For many people, the story of how Creative Plan came to be euthanized at Earhart’s facility a month after his last start is a symptom of the way the system has failed to protect horses at the often-embattled racetrack.
Ferguson ultimately gave the horse to an employee named Joey Prentice. Prentice reached out to Mary Tate and Ashlee Wolf, who co-manage a service advertising retiring horses for sale to second careers and screening potential purchasers to ensure good matches. Tate and Wolf both saw the horse on or about Jan. 17, some ten days after his race. At that point, Tate recalled, both front legs were swollen and warm to the touch and the right fetlock made a clicking noise when the horse walked. Prentice told them he wanted to list the horse for sale for $750, but Tate and Wolf were hesitant to do that without more information about the horse’s prognosis.
“Neither of us were OK with the situation because the horse was in obvious pain standing, had an obviously dropping fetlock and he made that noise when he walked,” Tate said.
Tate offered to purchase the horse from Prentice to give him the humane euthanasia she believed was necessary. Prentice declined, and took the horse to Murphy’s Livestock Auction in Buckeye, Ariz. It was there, on Feb. 5, that Tate and others saw Prentice walk the horse to the auction ring.

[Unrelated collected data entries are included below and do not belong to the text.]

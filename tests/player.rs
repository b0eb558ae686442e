use std::cell::RefCell;
use std::f64::consts::{FRAC_PI_4, PI, TAU};
use std::rc::Rc;

use gridcast::audio::{AudioSink, Silent, SoundCue};
use gridcast::grid::GridMap;
use gridcast::input::InputState;
use gridcast::player::{DamageSource, EventKind, Player, PlayerEvent};

#[derive(Debug, Clone, Copy, PartialEq)]
enum Played {
    Play(SoundCue),
    Stop(SoundCue),
}

#[derive(Default)]
struct Recording(Vec<Played>);

impl AudioSink for Recording {
    fn play(&mut self, cue: SoundCue, _looped: bool, _volume: f32) {
        self.0.push(Played::Play(cue));
    }

    fn stop(&mut self, cue: SoundCue) {
        self.0.push(Played::Stop(cue));
    }
}

fn approx(a: f64, b: f64) -> bool {
    (a - b).abs() < 1e-9
}

#[test]
fn direction_wraps_and_pitch_clamps() {
    let mut player = Player::new(0.0, 0.0, -PI);
    assert!(approx(player.direction, PI));

    player.rotate_h(-PI - 0.5);
    assert!(approx(player.direction, TAU - 0.5));
    player.rotate_h(1.0);
    assert!(approx(player.direction, 0.5));

    player.rotate_v(3.0);
    assert_eq!(player.direction_v, 1.0);
    player.rotate_v(-5.0);
    assert_eq!(player.direction_v, -1.0);
}

#[test]
fn walls_block_movement() {
    let map = GridMap::with_border(5, 5).unwrap();
    let mut player = Player::new(1.5, 1.5, PI);
    player.walk(1.0, 0.0, &map);
    assert_eq!(player.x, 1.5);
    assert!(approx(player.y, 1.5));
    assert_eq!(player.paces, 1.0);
}

#[test]
fn blocked_axis_slides_along_the_wall() {
    let map = GridMap::with_border(5, 5).unwrap();
    let mut player = Player::new(1.2, 2.5, 3.0 * FRAC_PI_4);
    player.walk(0.5, 0.0, &map);
    assert_eq!(player.x, 1.2);
    assert!(player.y > 2.8);
}

#[test]
fn outside_the_map_is_open() {
    let map = GridMap::new(2, 2).unwrap();
    let mut player = Player::new(1.5, 1.5, 0.0);
    player.walk(1.0, 0.0, &map);
    assert_eq!(player.x, 2.5);
}

#[test]
fn update_walks_and_runs_by_speed() {
    let map = GridMap::new(10, 10).unwrap();
    let mut audio = Silent;

    let mut player = Player::new(5.5, 5.5, 0.0);
    let mut input = InputState {
        forward: true,
        ..InputState::default()
    };
    player.update(&mut input, &map, 0.5, &mut audio);
    assert!(player.is_moving);
    assert!(approx(player.x, 5.5 + 2.7 * 0.5));

    let mut runner = Player::new(5.5, 5.5, 0.0);
    input.run = true;
    runner.update(&mut input, &map, 0.5, &mut audio);
    assert!(approx(runner.x, 5.5 + 2.7 * 1.5 * 0.5));

    let mut back = Player::new(5.5, 5.5, 0.0);
    let mut input = InputState {
        backward: true,
        ..InputState::default()
    };
    back.update(&mut input, &map, 1.0, &mut audio);
    assert!(approx(back.x, 5.5 - 2.7));
}

#[test]
fn opposing_keys_cancel() {
    let map = GridMap::new(10, 10).unwrap();
    let mut player = Player::new(5.5, 5.5, 0.0);
    let mut input = InputState {
        left: true,
        right: true,
        ..InputState::default()
    };
    player.update(&mut input, &map, 1.0, &mut Silent);
    assert!(!player.is_moving);
    assert_eq!((player.x, player.y), (5.5, 5.5));
}

#[test]
fn mouse_deltas_are_consumed() {
    let map = GridMap::new(10, 10).unwrap();
    let mut player = Player::new(5.5, 5.5, 0.0);
    let mut input = InputState::default();
    input.apply_mouse(15.0, 0.0, 50.0);

    player.update(&mut input, &map, 1.0, &mut Silent);
    assert!(approx(player.direction, PI));
    assert!(player.is_rotating);
    assert_eq!(input.rotate_x, 0.0);

    player.update(&mut input, &map, 1.0, &mut Silent);
    assert!(!player.is_rotating);
    assert!(approx(player.direction, PI));
}

#[test]
fn locked_or_map_view_freezes_the_player() {
    let map = GridMap::new(10, 10).unwrap();
    let mut input = InputState {
        forward: true,
        rotate_x: 10.0,
        ..InputState::default()
    };

    let mut locked = Player::new(5.5, 5.5, 0.0);
    locked.lock_controls = true;
    locked.update(&mut input, &map, 1.0, &mut Silent);
    assert_eq!((locked.x, locked.direction), (5.5, 0.0));

    let mut viewing = Player::new(5.5, 5.5, 0.0);
    input.map = true;
    viewing.update(&mut input, &map, 1.0, &mut Silent);
    assert_eq!((viewing.x, viewing.direction), (5.5, 0.0));
    assert!(!viewing.is_moving);
}

#[test]
fn footstep_cues_follow_the_gait() {
    let map = GridMap::new(10, 10).unwrap();
    let mut audio = Recording::default();
    let mut player = Player::new(5.5, 5.5, 0.0);
    let mut input = InputState::default();

    input.forward = true;
    player.update(&mut input, &map, 0.1, &mut audio);
    player.update(&mut input, &map, 0.1, &mut audio);
    input.run = true;
    player.update(&mut input, &map, 0.1, &mut audio);
    input = InputState::default();
    player.update(&mut input, &map, 0.1, &mut audio);

    assert_eq!(
        audio.0,
        vec![
            Played::Play(SoundCue::Walk),
            Played::Play(SoundCue::Run),
            Played::Stop(SoundCue::Walk),
            Played::Stop(SoundCue::Run),
        ]
    );
}

#[test]
fn damage_notifies_listeners_and_dies_once() {
    let seen = Rc::new(RefCell::new(Vec::new()));
    let mut player = Player::new(0.0, 0.0, 0.0);
    for kind in [EventKind::Damaged, EventKind::Died] {
        let seen = Rc::clone(&seen);
        player.on(kind, move |event| seen.borrow_mut().push(*event));
    }

    player.damage(60.0, DamageSource::World);
    assert!(!player.is_dead());
    player.damage(60.0, DamageSource::Actor(3));
    assert!(player.is_dead());
    player.damage(10.0, DamageSource::World);

    let kinds: Vec<_> = seen.borrow().iter().map(PlayerEvent::kind).collect();
    assert_eq!(
        kinds,
        vec![
            EventKind::Damaged,
            EventKind::Damaged,
            EventKind::Died,
            EventKind::Damaged,
        ]
    );
    assert_eq!(
        seen.borrow()[2],
        PlayerEvent::Died {
            source: DamageSource::Actor(3)
        }
    );
}
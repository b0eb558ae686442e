use std::time::{Duration, Instant};

/// Frames slower than this are dropped rather than simulated in one big jump.
pub const MAX_FRAME: Duration = Duration::from_millis(200);

#[derive(Debug, Clone, Copy, PartialEq)]
pub enum FrameTick {
    Run(f64),
    Skip(f64),
}

#[derive(Debug, Clone, Copy, Default)]
pub struct FrameClock {
    last: Option<Instant>,
}

impl FrameClock {
    pub fn new() -> Self {
        Self { last: None }
    }

    /// Seconds since the previous tick. The first tick has no reference point
    /// and is skipped, as is any frame of `MAX_FRAME` or longer.
    pub fn tick(&mut self, now: Instant) -> FrameTick {
        let Some(last) = self.last.replace(now) else {
            return FrameTick::Skip(0.0);
        };
        let dt = now.saturating_duration_since(last);
        if dt >= MAX_FRAME {
            FrameTick::Skip(dt.as_secs_f64())
        } else {
            FrameTick::Run(dt.as_secs_f64())
        }
    }

    pub fn reset(&mut self) {
        self.last = None;
    }
}

#[cfg(test)]
mod tests {
    use super::*;

    #[test]
    fn first_tick_is_skipped() {
        let mut clock = FrameClock::new();
        assert_eq!(clock.tick(Instant::now()), FrameTick::Skip(0.0));
    }

    #[test]
    fn short_frames_run_and_stalls_skip() {
        let start = Instant::now();
        let mut clock = FrameClock::new();
        clock.tick(start);
        assert_eq!(
            clock.tick(start + Duration::from_millis(16)),
            FrameTick::Run(0.016)
        );
        let stalled = start + Duration::from_millis(16) + Duration::from_millis(500);
        assert_eq!(clock.tick(stalled), FrameTick::Skip(0.5));
    }
}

Tate says she bid $500 for the horse and that the underbidder at $450 was a trader well known for purchasing horses for slaughter. Tate believes Prentice recognized her, and declined to sell the horse. He would later abandon the horse at the auction house.
— END QUOTE
There is much more to this story. This horse, who should have been euthanized, was instead shopped around at slaughter auctions so the owners cold get a last, fast few bucks. After all his pain and suffering, the last plan for the horse was to dump him at a slaughterhouse where he would die a gruesome and terrifying death.
It is time to outlaw horse racing. Since the year 2000, 40 racetracks (and counting) have shut down. Let’s finish the entire industry off.
Never happen? If you work long enough and hard enough you can make just about anything happen. This is possible.
Horse racing is struggling. It is not a major sport like it once was. It does not have the clout it used to, politically or monetarily. There are a million and one ways to gamble in this day and age. Who needs horse racing? No one. Certainly not the horses.
For the past few days we have been speaking with federal legislators about getting horse racing banned across the United States. No one we spoke with told us to forget about it, it would be a waste of our time and money. That is the first time that has happened. They all said the same thing — it will cost a lot of time and money, but it is doable. So, we are beginning to line up supporters who are excited about the prospect.
This is just the beginning. We will keep you posted.